It's odd how personal tastes change as you get older.
In my middle years I acquired a devotion to Radio 4, Stilton cheese and thermal vests - all of which I would have regarded with undisguised horror in my twenties.
At the same time, my fondness for silk ties, paella and British situation comedy has waned to the point of extinction. Is it wisdom or age? A bit of both I expect.
However, there is something to which I have become unexpectedly partial over the past five years; a pastime which in my youth I would have dismissed as being for sissy girls and boys too soft to play football.
I'm talking about ballroom dancing. I even started to take lessons this year, but unfortunately I was about 40 years and five stones too late.
It did not help matters that I was considered to have timing but no rhythm, while my wife had rhythm but no timing. Imagine two puppets suspended by loose knicker elastic rather than string and you begin to get the picture.
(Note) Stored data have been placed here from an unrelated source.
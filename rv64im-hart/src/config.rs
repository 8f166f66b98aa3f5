//! Runtime policy configuration for a [`crate::Hart`].

/// Policy flags controlling which host-level conditions are fatal versus reflected into the guest
/// as architectural exceptions, plus trace verbosity.
///
/// Defaults make every host-level failure fatal and omit `pc` from trace lines, matching a
/// strict/debuggable-by-default posture.
#[derive(Debug, Clone, Eq, PartialEq)]
pub struct Config {
    /// If `false`, an unrecognized opcode raises [`crate::Exception::IllegalInstruction`] instead
    /// of terminating [`crate::Hart::run`] with [`crate::HartError::UnimplementedOpcode`].
    pub unrecognized_instruction_is_fatal: bool,
    /// If `false`, an unrecognized CSR address raises [`crate::Exception::IllegalInstruction`]
    /// instead of terminating with [`crate::HartError::InvalidCsr`].
    pub unrecognized_csr_is_fatal: bool,
    /// If `true`, `EBREAK` terminates [`crate::Hart::run`] with [`crate::HartError::EBreak`]
    /// instead of raising [`crate::Exception::Breakpoint`].
    pub ebreak_is_fatal: bool,
    /// If `false`, an out-of-bounds fetch/load/store raises the matching access-fault exception
    /// instead of terminating with [`crate::HartError::ExecutionOutOfBounds`].
    pub execution_out_of_bounds_is_fatal: bool,
    /// If `true`, trace lines include the current `pc`.
    pub always_print_pc: bool,
}

impl Default for Config {
    fn default() -> Self {
        Self {
            unrecognized_instruction_is_fatal: true,
            unrecognized_csr_is_fatal: true,
            ebreak_is_fatal: true,
            execution_out_of_bounds_is_fatal: true,
            always_print_pc: false,
        }
    }
}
It did not help that we are both notorious corpsers. We ended up in the middle of the dance-floor, hands on knees, giggling like a couple of kids and were banished to the back of the hall.
When you try something so difficult and watch others achieve it with consummate ease, admiration cannot help but soar.
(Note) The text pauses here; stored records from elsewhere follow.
impl ExecutionService {
    pub fn new(config: ExecutionConfig, engine: Arc<dyn ExecutionEngine>, validator: Option<Arc<dyn OrderValidator>>) -> Arc<Self> {
        let shard_count = config.shard_count.max(1);
        let shards = (0..shard_count).map(|_| Shard::new()).collect();
        let pool_capacity = config.pool_capacity;
        let circuit_breaker = CircuitBreaker::new(config.circuit_breaker.clone());

        Arc::new(Self {
            config,
            shards,
            engine,
            validator,
            circuit_breaker,
            metrics: ExecutionMetrics::new(),
            running: AtomicBool::new(false),
            order_pool: ObjectPool::new(pool_capacity),
            gc_thread: Mutex::new(None),
            metrics_thread: Mutex::new(None),
        })
    }

    fn shard_for(&self, id: OrderId) -> &Shard {
        let idx = (shard_hash(id) as usize) % self.shards.len();
        &self.shards[idx]
    }

    /// Start the service: engine boot, background GC loop, background
    /// metrics loop. Idempotent under concurrent callers via a
    /// CAS on the running flag.
    pub fn start(self: &Arc<Self>) -> CoreResult<()> {
        if self
            .running
            .compare_exchange(false, true, Ordering::SeqCst, Ordering::SeqCst)
            .is_err()
        {
            return Ok(());
        }

        self.engine.start()?;

        let gc_self = Arc::clone(self);
        let gc_interval = self.config.gc_interval;
        *self.gc_thread.lock().unwrap() = Some(thread::spawn(move || {
            while gc_self.running.load(Ordering::SeqCst) {
                thread::sleep(gc_interval);
                if !gc_self.running.load(Ordering::SeqCst) {
                    break;
                }
                gc_self.sweep(now_unix_nanos());
            }
        }));

        let metrics_self = Arc::clone(self);
        let metrics_interval = self.config.metrics_interval;
        *self.metrics_thread.lock().unwrap() = Some(thread::spawn(move || {
            let mut last_processed = 0u64;
            while metrics_self.running.load(Ordering::SeqCst) {
                thread::sleep(metrics_interval);
                if !metrics_self.running.load(Ordering::SeqCst) {
                    break;
                }
                let processed = metrics_self.metrics.processed.load(Ordering::Relaxed);
                let delta = processed.saturating_sub(last_processed);
                let secs = metrics_interval.as_secs_f64().max(0.001);
                metrics_self
                    .metrics
                    .throughput_per_sec
                    .store((delta as f64 / secs) as u64, Ordering::Relaxed);
                metrics_self.metrics.last_updated_unix.store(now_unix_nanos() / 1_000_000_000, Ordering::Relaxed);
                last_processed = processed;
            }
        }));

        Ok(())
    }

    /// Submit an order. Runs the full admit → validate → shard
    /// insert → engine submit pipeline, undoing each step on the
    /// corresponding failure path.
    pub fn submit(&self, order: Order) -> CoreResult<ExecutionResult> {
        if !self.running.load(Ordering::SeqCst) {
            return Err(CoreError::invalid_state("execution service is not running"));
        }

        let active = self.metrics.active_count.load(Ordering::SeqCst);
        if active >= self.config.max_concurrent {
            self.metrics.rejected.fetch_add(1, Ordering::Relaxed);
            return Err(CoreError::CapacityExceeded {
                active,
                max: self.config.max_concurrent,
            });
        }

        let mut slot = self.order_pool.acquire().unwrap_or_default();
        slot.order = Some(order);

        if let Some(validator) = &self.validator {
            let order_ref = slot.order.as_ref().unwrap();
            if let Err(err) = validator.validate_order(order_ref) {
                slot.order = None;
                self.order_pool.release(slot);
                self.metrics.validation_failures.fetch_add(1, Ordering::Relaxed);
                self.metrics.rejected.fetch_add(1, Ordering::Relaxed);
                return Err(err);
            }
        }

        let id = slot.order.as_ref().unwrap().id;
        let shard = self.shard_for(id);
        shard.orders.write().insert(id, slot);
        self.metrics.submitted.fetch_add(1, Ordering::Relaxed);
        self.metrics.active_count.fetch_add(1, Ordering::SeqCst);

        let start = now_unix_nanos();
        let order_snapshot = shard.orders.read().get(&id).and_then(|s| s.order.clone());
        let order_snapshot = match order_snapshot {
            Some(o) => o,
            None => return Err(CoreError::engine_failure("order vanished from shard before engine submit")),
        };

        let engine = Arc::clone(&self.engine);
        let retry_config = self.config.retry;
        let submit_result = self
            .circuit_breaker
            .call(|| retry_engine_call(retry_config, || engine.submit(&order_snapshot)));

        match submit_result {
            Ok(result) => {
                let elapsed = (now_unix_nanos() - start).max(0) as u64;
                self.metrics.record_processing_time(elapsed);
                Ok(result)
            }
            Err(err) => {
                let mut removed = shard.orders.write();
                if let Some(mut s) = removed.remove(&id) {
                    s.order = None;
                    self.order_pool.release(s);
                }
                drop(removed);
                self.metrics.active_count.fetch_sub(1, Ordering::SeqCst);
                self.metrics.engine_failures.fetch_add(1, Ordering::Relaxed);
                self.metrics.rejected.fetch_add(1, Ordering::Relaxed);
                Err(err)
            }
        }
    }

    pub fn get_status(&self, id: OrderId) -> CoreResult<Order> {
        let shard = self.shard_for(id);
        shard
            .orders
            .read()
            .get(&id)
            .and_then(|s| s.order.clone())
            .ok_or_else(|| CoreError::not_found(format!("order {} not in execution service", id)))
    }

    /// Mark an order cancelled and forward the cancellation to the engine.
    /// The shard lock is held only for the in-place mutation, never across
    /// the engine call.
    pub fn cancel(&self, id: OrderId, now: i64) -> CoreResult<()> {
        let shard = self.shard_for(id);
        {
            let mut guard = shard.orders.write();
            let slot = guard
                .get_mut(&id)
                .ok_or_else(|| CoreError::not_found(format!("order {} not in execution service", id)))?;
            let order = slot.order.as_mut().unwrap();
            order.status = OrderStatus::Cancelled;
            order.cancelled_at = Some(now);
            order.updated_at = now;
        }
        self.engine.cancel(id)
    }

    /// Remove a terminal order from its shard and return its slot to the
    /// pool.
    pub fn complete(&self, id: OrderId) -> CoreResult<Order> {
        let shard = self.shard_for(id);
        let mut guard = shard.orders.write();
        let mut slot = guard
            .remove(&id)
            .ok_or_else(|| CoreError::not_found(format!("order {} not in execution service", id)))?;
        drop(guard);

        let order = slot.order.take().ok_or_else(|| CoreError::engine_failure("slot had no order"))?;
        self.order_pool.release(slot);
        self.metrics.active_count.fetch_sub(1, Ordering::SeqCst);
        Ok(order)
    }

    /// Sweep every shard for terminal orders whose `updated_at` predates
    /// `now - gc_retention`, returning their slots to the pool.
    pub fn sweep(&self, now_nanos: i64) -> usize {
        let cutoff = now_nanos.saturating_sub(self.config.gc_retention.as_nanos() as i64);
        let mut total = 0;
        for shard in &self.shards {
            let mut guard = shard.orders.write();
            let stale: Vec<OrderId> = guard
                .iter()
                .filter(|(_, slot)| match &slot.order {
                    Some(o) => o.status.is_terminal() && o.updated_at < cutoff,
                    None => false,
                })
                .map(|(id, _)| *id)
                .collect();
            for id in stale {
                if let Some(mut slot) = guard.remove(&id) {
                    slot.order = None;
                    self.order_pool.release(slot);
                    self.metrics.active_count.fetch_sub(1, Ordering::SeqCst);
                    total += 1;
                }
            }
        }
        total
    }

    pub fn metrics_snapshot(&self) -> ExecutionMetricsSnapshot {
        self.metrics.snapshot()
    }

    /// CAS running→stopped, signal the background threads, join them, stop
    /// the engine.
    pub fn stop(&self) -> CoreResult<()> {
        if self
            .running
            .compare_exchange(true, false, Ordering::SeqCst, Ordering::SeqCst)
            .is_err()
        {
            return Ok(());
        }
        if let Some(handle) = self.gc_thread.lock().unwrap().take() {
            let _ = handle.join();
        }
        if let Some(handle) = self.metrics_thread.lock().unwrap().take() {
            let _ = handle.join();
        }
        self.engine.stop()
    }
}

#[cfg(test)]
mod tests {
    use super::*;
    use crate::asset::{Asset, AssetType};
    use crate::decimal::Decimal;
    use crate::order::{OrderType, Side};
    use crate::testing::FakeExecutionEngine;
    use std::sync::atomic::Ordering as O;

    fn asset() -> Asset {
        Asset::builder("AAPL", AssetType::Stock).build().unwrap()
    }

    fn new_order() -> Order {
        Order::builder(asset(), Side::Buy, OrderType::Market, Decimal::from_i64(10))
            .build()
            .unwrap()
    }

    #[test]
    fn submit_then_get_status_then_complete() {
        let engine = Arc::new(FakeExecutionEngine::new());
        let service = ExecutionService::new(ExecutionConfig::default(), engine, None);
        service.start().unwrap();

        let order = new_order();
        let id = order.id;
        service.submit(order).unwrap();

        let fetched = service.get_status(id).unwrap();
        assert_eq!(fetched.id, id);

        let completed = service.complete(id).unwrap();
        assert_eq!(completed.id, id);
        assert!(service.get_status(id).is_err());

        service.stop().unwrap();
    }

    #[test]
    fn capacity_cap_rejects_beyond_max_concurrent() {
        let engine = Arc::new(FakeExecutionEngine::new());
        let config = ExecutionConfig {
            max_concurrent: 2,
            ..ExecutionConfig::default()
        };
        let service = ExecutionService::new(config, engine, None);
        service.start().unwrap();

        service.submit(new_order()).unwrap();
        service.submit(new_order()).unwrap();
        let result = service.submit(new_order());
        assert!(matches!(result, Err(CoreError::CapacityExceeded { .. })));

        service.stop().unwrap();
    }

    #[test]
    fn engine_rejection_undoes_shard_insert_and_frees_capacity() {
        let engine = Arc::new(FakeExecutionEngine::new());
        engine.set_should_fail(true);
        let service = ExecutionService::new(ExecutionConfig::default(), engine, None);
        service.start().unwrap();

        let order = new_order();
        let id = order.id;
        let result = service.submit(order);
        assert!(result.is_err());
        assert!(service.get_status(id).is_err());
        assert_eq!(service.metrics.active_count.load(O::SeqCst), 0);
        assert_eq!(service.metrics.engine_failures.load(O::SeqCst), 1);

        service.stop().unwrap();
    }

    #[test]
    fn cancel_marks_status_and_forwards_to_engine() {
        let engine = Arc::new(FakeExecutionEngine::new());
        let service = ExecutionService::new(ExecutionConfig::default(), engine.clone(), None);
        service.start().unwrap();

        let order = new_order();
        let id = order.id;
        service.submit(order).unwrap();
        service.cancel(id, 42).unwrap();

        let fetched = service.get_status(id).unwrap();
        assert_eq!(fetched.status, OrderStatus::Cancelled);
        assert!(engine.was_cancelled(id));

        service.stop().unwrap();
    }

    #[test]
    fn sweep_reclaims_stale_terminal_orders() {
        let engine = Arc::new(FakeExecutionEngine::new());
        let service = ExecutionService::new(ExecutionConfig::default(), engine, None);
        service.start().unwrap();

        let order = new_order();
        let id = order.id;
        service.submit(order).unwrap();
        service.cancel(id, 1_000).unwrap();

        let far_future = 1_000 + Duration::from_secs(7_200).as_nanos() as i64;
        assert_eq!(service.sweep(far_future), 1);
        assert!(service.get_status(id).is_err());

        service.stop().unwrap();
    }

    #[test]
    fn circuit_opens_after_repeated_engine_failures() {
        let engine = Arc::new(FakeExecutionEngine::new());
        engine.set_should_fail(true);
        let config = ExecutionConfig {
            circuit_breaker: CircuitBreakerConfig {
                failure_threshold: 3,
                failure_window: Duration::from_secs(60),
                timeout: Duration::from_secs(60),
                success_threshold: 1,
            },
            retry: RetryConfig {
                max_attempts: 1,
                backoff: Duration::from_millis(0),
            },
            ..ExecutionConfig::default()
        };
        let service = ExecutionService::new(config, engine, None);
        service.start().unwrap();

        for _ in 0..3 {
            let _ = service.submit(new_order());
        }
        let result = service.submit(new_order());
        assert!(matches!(result, Err(CoreError::CircuitOpen { .. })));

        service.stop().unwrap();
    }
}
Which is why we are transfixed in front of the television every Saturday evening hanging on every word from Strictly Come Dancing judges Craig Revel-Horwood and Len Goodman.
I am not even put off by novice judge Aleesha Dixon's remorseless mangling of the mother tongue. "You was really gettin' the funness in that dance," she told one bemused contestant.
And I'm learning something new every week. I had assumed, for example, that the 'fleckle' often referred to by Goodman was some sort of Cockney shorthand for a dance step.
It is, in fact, a German word 'fleckerl,' and the step is most commonly found in the Viennese waltz.
When I found myself studying the comely Flavia Cacace's skills as a Latin-American dancer rather than her more obvious attributes, I knew I'd passed the point of no return.
I'm now a ballroom nerd. It's an age thing.
* It has to be the most ghastly political love-in since the news about John Major and Edwina Currie first broke over a disbelieving land.
Interviewed on American television, Hilary Clinton came over all girlie and gushing about David Miliband, describing our Foreign Secretary as 'vibrant, vital, attractive and smart.'
He said she was 'delightful to deal with one on one.
Enough already! It's bad enough imagining these people in positions of power without imagining them in positions of any other kind.
It makes you yearn for the days of Golda Meir and Ted Heath – when sexual attraction and politics were distant strangers.